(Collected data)

§ §

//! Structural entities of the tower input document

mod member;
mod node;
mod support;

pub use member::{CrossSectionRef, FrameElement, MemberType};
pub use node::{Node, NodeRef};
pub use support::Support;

§ §

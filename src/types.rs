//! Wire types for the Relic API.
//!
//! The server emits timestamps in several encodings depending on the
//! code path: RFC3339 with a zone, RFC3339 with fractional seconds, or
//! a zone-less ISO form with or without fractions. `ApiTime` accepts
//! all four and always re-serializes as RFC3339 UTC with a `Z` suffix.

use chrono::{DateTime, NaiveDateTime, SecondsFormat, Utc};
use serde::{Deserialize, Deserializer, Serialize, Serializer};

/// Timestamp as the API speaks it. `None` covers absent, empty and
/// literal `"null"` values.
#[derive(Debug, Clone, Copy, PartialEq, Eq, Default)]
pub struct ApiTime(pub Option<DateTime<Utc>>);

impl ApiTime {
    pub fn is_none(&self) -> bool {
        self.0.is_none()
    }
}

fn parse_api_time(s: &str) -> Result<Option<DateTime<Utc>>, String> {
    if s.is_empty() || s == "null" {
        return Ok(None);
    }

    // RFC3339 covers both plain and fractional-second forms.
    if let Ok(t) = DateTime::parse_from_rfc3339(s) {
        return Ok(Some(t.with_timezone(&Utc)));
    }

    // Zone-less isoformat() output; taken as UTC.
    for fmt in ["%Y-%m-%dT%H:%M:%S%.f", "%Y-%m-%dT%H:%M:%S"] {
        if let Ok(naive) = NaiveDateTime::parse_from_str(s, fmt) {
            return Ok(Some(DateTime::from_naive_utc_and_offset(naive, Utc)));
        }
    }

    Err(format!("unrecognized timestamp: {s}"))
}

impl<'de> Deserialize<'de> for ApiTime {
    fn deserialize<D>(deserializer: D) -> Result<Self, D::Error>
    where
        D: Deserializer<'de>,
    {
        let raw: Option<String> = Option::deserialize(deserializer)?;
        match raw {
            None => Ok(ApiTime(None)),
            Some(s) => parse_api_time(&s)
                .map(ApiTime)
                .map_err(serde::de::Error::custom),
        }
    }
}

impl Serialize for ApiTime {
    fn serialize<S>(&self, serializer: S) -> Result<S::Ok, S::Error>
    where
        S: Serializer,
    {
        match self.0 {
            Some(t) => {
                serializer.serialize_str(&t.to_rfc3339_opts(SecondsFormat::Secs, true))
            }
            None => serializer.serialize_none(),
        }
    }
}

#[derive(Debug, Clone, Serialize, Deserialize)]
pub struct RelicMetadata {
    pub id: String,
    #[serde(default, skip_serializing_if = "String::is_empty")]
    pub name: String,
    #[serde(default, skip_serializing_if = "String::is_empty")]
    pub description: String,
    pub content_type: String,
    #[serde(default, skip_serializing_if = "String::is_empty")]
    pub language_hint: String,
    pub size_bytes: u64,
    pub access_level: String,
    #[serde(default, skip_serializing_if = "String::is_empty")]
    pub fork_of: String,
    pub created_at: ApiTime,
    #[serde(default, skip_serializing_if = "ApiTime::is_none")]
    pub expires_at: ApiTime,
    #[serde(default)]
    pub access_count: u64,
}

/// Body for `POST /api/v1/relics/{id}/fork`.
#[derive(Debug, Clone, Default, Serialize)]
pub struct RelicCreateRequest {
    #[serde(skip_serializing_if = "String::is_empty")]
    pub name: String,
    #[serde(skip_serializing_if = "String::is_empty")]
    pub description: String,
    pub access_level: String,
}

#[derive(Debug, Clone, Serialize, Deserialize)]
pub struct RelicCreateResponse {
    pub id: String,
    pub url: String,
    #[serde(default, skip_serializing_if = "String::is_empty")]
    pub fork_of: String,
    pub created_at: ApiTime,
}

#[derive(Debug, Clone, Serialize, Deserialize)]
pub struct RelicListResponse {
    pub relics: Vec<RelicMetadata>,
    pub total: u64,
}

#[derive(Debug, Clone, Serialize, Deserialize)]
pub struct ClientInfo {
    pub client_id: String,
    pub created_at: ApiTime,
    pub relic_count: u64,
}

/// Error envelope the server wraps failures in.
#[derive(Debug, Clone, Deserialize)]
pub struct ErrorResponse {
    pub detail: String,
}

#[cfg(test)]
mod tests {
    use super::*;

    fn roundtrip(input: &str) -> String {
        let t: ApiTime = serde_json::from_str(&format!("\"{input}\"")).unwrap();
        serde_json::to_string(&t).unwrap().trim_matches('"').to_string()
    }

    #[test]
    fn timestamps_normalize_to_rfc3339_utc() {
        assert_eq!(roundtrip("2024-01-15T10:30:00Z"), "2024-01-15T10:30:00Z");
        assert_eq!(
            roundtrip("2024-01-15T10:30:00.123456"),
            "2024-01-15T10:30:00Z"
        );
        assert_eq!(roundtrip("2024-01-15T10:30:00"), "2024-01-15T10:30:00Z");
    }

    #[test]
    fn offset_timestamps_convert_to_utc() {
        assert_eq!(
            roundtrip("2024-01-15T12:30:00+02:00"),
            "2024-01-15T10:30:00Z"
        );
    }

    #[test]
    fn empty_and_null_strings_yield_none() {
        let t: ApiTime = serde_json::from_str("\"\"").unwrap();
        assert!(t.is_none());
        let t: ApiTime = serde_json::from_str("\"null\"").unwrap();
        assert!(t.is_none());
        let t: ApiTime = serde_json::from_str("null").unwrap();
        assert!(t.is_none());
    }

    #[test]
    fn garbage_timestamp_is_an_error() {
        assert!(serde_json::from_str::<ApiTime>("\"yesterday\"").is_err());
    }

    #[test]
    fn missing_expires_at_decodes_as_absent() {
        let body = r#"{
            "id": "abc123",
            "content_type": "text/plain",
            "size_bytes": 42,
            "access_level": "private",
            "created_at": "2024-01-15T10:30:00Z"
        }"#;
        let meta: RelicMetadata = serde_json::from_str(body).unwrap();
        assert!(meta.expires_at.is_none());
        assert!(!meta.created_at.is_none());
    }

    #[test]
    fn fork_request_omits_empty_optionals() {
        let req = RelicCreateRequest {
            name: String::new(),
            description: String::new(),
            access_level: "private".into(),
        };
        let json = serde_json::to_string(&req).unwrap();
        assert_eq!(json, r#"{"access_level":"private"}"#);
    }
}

§ §

Please copy the lines above from the line with "tower input document" up to and including the line with "pub use support::Support;", exactly as written and with nothing else.

//! Structural entities of the tower input document

mod member;
mod node;
mod support;

pub use member::{CrossSectionRef, FrameElement, MemberType};
pub use node::{Node, NodeRef};
pub use support::Support;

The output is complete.